*** Opening of Data in this exercise ***
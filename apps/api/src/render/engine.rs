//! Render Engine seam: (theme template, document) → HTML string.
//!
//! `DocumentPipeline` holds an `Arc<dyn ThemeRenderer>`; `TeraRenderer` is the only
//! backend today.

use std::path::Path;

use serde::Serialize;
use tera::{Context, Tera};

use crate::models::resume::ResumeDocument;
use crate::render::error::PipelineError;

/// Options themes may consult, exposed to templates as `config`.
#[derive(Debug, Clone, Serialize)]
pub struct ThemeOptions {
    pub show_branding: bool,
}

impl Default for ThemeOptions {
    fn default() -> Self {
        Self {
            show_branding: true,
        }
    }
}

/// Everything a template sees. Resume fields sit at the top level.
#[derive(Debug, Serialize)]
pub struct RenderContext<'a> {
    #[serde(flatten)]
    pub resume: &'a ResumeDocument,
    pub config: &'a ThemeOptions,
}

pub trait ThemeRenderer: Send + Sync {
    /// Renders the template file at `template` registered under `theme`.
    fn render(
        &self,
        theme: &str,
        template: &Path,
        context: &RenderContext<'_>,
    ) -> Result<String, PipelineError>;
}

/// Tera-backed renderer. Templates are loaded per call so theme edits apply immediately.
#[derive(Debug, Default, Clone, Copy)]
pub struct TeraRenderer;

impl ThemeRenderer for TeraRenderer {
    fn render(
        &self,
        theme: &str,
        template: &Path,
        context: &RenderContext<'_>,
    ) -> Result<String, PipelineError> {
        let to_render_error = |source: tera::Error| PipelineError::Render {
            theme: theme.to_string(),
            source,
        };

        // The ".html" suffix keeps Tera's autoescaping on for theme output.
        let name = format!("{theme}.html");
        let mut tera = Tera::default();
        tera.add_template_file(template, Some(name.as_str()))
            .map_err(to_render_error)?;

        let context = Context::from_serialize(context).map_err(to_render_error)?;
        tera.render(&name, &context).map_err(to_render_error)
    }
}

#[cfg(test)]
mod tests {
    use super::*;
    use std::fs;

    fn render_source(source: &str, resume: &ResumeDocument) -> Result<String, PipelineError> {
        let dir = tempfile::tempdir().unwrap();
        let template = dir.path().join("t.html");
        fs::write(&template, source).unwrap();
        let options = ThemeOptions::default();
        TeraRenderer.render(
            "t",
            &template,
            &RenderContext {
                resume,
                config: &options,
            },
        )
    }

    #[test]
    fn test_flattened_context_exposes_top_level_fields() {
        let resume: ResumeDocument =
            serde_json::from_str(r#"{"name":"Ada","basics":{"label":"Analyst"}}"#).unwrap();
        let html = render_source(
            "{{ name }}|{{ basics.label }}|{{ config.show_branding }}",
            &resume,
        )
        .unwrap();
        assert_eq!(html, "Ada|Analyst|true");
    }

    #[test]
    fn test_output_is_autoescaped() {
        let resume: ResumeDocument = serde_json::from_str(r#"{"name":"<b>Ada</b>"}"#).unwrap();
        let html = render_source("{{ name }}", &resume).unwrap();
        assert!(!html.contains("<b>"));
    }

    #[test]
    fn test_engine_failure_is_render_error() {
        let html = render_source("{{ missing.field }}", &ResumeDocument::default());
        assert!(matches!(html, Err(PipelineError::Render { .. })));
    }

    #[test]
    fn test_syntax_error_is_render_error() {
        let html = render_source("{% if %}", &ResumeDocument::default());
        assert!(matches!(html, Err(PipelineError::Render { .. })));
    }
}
*** Close of Data in this exercise ***
*** Opening of Data in this exercise ***
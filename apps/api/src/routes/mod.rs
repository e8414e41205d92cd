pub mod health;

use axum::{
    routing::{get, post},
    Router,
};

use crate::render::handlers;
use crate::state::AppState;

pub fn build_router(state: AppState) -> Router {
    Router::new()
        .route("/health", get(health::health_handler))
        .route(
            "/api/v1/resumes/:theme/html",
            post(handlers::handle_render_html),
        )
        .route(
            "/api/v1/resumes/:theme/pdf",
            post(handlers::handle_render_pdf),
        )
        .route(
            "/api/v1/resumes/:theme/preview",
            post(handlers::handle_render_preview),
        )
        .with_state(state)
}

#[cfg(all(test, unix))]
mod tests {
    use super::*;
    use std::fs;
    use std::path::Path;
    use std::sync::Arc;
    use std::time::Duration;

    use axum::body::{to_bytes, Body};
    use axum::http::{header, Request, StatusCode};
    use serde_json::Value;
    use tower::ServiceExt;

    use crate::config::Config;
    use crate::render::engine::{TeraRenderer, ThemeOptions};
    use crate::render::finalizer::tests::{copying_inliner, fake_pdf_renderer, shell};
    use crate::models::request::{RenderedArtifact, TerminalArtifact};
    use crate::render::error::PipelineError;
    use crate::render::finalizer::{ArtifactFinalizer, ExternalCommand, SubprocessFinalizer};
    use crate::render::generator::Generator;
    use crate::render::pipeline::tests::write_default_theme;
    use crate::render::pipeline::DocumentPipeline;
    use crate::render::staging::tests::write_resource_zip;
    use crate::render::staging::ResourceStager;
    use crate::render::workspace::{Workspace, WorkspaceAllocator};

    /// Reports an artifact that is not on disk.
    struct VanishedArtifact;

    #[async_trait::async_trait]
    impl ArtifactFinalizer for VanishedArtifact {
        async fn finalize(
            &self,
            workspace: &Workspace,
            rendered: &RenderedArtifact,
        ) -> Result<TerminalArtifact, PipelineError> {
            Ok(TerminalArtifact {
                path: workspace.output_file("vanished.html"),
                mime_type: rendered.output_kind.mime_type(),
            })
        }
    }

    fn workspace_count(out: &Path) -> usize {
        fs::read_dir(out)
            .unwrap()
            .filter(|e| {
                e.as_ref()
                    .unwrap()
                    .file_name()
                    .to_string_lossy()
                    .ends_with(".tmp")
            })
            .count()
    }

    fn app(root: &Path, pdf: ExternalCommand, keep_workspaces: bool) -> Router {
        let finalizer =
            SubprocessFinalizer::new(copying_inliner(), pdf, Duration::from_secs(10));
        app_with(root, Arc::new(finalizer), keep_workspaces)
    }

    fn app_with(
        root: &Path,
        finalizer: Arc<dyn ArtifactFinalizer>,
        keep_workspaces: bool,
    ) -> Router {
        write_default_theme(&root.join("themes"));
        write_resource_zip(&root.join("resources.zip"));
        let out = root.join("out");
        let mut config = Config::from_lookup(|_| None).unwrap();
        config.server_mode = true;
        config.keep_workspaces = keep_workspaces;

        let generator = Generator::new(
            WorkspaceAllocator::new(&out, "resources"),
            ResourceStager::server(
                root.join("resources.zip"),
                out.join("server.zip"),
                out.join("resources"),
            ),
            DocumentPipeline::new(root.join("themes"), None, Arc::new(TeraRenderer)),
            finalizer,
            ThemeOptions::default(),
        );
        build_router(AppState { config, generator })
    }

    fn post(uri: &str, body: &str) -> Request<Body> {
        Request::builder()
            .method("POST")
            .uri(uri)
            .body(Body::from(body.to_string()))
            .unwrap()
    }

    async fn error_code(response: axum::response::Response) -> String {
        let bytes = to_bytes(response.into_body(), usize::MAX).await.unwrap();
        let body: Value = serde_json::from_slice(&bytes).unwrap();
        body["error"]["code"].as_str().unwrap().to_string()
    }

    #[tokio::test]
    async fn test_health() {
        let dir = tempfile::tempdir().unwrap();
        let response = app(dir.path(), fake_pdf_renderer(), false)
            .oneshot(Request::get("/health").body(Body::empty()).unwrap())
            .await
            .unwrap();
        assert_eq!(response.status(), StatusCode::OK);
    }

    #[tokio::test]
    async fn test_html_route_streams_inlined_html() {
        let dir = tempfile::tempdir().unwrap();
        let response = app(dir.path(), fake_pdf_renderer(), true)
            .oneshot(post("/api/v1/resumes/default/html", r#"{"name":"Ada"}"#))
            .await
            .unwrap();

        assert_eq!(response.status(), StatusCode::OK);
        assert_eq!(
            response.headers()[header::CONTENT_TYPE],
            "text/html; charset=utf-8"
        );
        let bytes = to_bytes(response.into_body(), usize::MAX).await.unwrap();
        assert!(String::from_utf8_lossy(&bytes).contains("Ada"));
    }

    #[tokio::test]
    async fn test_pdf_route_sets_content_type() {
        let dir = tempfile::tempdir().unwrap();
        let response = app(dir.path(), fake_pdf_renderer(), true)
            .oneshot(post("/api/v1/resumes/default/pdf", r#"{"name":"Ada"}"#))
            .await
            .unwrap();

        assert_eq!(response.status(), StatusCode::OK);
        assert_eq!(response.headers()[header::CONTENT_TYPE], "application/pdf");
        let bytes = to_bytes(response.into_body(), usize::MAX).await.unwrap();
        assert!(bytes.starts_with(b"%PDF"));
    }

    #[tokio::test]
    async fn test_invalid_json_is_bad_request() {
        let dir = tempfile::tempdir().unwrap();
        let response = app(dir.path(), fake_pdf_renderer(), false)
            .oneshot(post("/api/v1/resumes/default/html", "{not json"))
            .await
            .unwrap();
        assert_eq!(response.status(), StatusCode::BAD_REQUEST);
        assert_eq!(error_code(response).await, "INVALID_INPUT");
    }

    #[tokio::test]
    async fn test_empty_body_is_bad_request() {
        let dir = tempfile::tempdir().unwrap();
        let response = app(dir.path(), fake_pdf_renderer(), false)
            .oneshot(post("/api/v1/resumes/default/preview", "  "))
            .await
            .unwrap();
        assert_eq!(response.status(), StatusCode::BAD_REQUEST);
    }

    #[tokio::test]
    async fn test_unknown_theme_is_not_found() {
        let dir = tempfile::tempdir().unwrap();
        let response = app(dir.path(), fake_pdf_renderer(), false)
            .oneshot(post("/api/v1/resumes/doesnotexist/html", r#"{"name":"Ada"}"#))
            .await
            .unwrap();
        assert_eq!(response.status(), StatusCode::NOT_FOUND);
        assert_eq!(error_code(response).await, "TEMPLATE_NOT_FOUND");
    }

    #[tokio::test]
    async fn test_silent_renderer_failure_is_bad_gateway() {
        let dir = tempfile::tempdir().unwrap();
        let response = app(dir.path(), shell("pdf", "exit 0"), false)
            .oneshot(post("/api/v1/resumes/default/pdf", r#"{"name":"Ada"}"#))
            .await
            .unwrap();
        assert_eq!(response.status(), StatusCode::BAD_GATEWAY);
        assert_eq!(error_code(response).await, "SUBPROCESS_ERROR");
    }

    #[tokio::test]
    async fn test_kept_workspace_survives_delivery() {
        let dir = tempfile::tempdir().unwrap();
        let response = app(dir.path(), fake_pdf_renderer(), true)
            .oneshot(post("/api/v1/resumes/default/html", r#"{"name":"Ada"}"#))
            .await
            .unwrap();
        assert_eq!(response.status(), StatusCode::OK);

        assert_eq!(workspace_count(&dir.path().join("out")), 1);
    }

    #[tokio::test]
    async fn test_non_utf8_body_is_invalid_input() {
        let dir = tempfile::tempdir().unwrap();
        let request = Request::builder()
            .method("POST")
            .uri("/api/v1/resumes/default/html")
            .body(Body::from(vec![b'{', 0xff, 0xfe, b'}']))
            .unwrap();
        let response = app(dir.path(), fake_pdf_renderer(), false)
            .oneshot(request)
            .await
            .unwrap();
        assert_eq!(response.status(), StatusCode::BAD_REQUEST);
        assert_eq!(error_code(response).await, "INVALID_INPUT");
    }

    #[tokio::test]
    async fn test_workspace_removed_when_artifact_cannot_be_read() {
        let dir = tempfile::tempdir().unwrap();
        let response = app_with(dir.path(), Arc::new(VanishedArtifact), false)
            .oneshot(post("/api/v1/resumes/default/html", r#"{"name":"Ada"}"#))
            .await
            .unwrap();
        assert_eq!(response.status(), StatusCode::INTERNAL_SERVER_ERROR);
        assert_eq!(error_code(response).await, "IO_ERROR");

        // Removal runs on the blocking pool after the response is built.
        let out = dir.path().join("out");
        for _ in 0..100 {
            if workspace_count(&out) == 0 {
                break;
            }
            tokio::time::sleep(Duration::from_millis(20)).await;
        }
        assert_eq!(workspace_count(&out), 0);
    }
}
*** Close of Data in this exercise ***
*** Opening of Data in this exercise ***
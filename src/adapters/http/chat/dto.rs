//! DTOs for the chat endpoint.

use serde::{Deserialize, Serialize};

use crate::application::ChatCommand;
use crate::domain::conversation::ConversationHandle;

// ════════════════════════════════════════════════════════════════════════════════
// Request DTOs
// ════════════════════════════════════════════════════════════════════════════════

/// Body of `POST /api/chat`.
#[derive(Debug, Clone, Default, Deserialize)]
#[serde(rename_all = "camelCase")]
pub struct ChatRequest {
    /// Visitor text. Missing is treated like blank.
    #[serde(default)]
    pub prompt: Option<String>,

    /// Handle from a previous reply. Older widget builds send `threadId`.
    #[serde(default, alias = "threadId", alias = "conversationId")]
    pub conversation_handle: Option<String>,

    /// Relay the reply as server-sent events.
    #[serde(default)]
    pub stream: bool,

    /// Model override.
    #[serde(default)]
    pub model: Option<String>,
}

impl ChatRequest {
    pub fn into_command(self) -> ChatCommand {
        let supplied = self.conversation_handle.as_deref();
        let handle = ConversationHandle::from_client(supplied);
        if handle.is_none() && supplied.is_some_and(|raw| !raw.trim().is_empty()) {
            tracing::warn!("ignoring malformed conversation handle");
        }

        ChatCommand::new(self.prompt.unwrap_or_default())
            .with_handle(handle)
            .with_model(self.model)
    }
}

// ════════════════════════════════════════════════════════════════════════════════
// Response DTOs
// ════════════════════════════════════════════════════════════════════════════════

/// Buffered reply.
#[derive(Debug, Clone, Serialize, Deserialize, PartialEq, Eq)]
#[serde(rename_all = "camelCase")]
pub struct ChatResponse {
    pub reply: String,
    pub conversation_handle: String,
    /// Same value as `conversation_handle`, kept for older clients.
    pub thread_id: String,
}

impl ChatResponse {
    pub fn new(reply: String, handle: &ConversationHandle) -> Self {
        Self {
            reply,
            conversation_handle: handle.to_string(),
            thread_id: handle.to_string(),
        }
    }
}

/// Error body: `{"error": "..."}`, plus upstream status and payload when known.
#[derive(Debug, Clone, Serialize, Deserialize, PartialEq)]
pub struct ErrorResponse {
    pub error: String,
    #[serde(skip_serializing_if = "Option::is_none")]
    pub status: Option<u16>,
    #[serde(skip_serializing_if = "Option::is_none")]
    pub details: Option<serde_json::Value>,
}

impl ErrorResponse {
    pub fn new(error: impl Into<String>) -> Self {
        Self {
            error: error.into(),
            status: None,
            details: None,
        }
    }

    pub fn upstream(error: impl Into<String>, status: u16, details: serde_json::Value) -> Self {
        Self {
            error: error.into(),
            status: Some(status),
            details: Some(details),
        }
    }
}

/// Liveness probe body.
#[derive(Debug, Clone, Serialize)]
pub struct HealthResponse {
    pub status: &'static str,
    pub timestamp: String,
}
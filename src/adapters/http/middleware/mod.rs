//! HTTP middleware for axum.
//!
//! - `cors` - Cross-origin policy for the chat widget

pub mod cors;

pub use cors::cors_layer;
*** Close of Data in this exercise ***
* Work to be completed *
Using the listing, count the lines holding the word "derive" and write down that number alone.

* Task answer *
7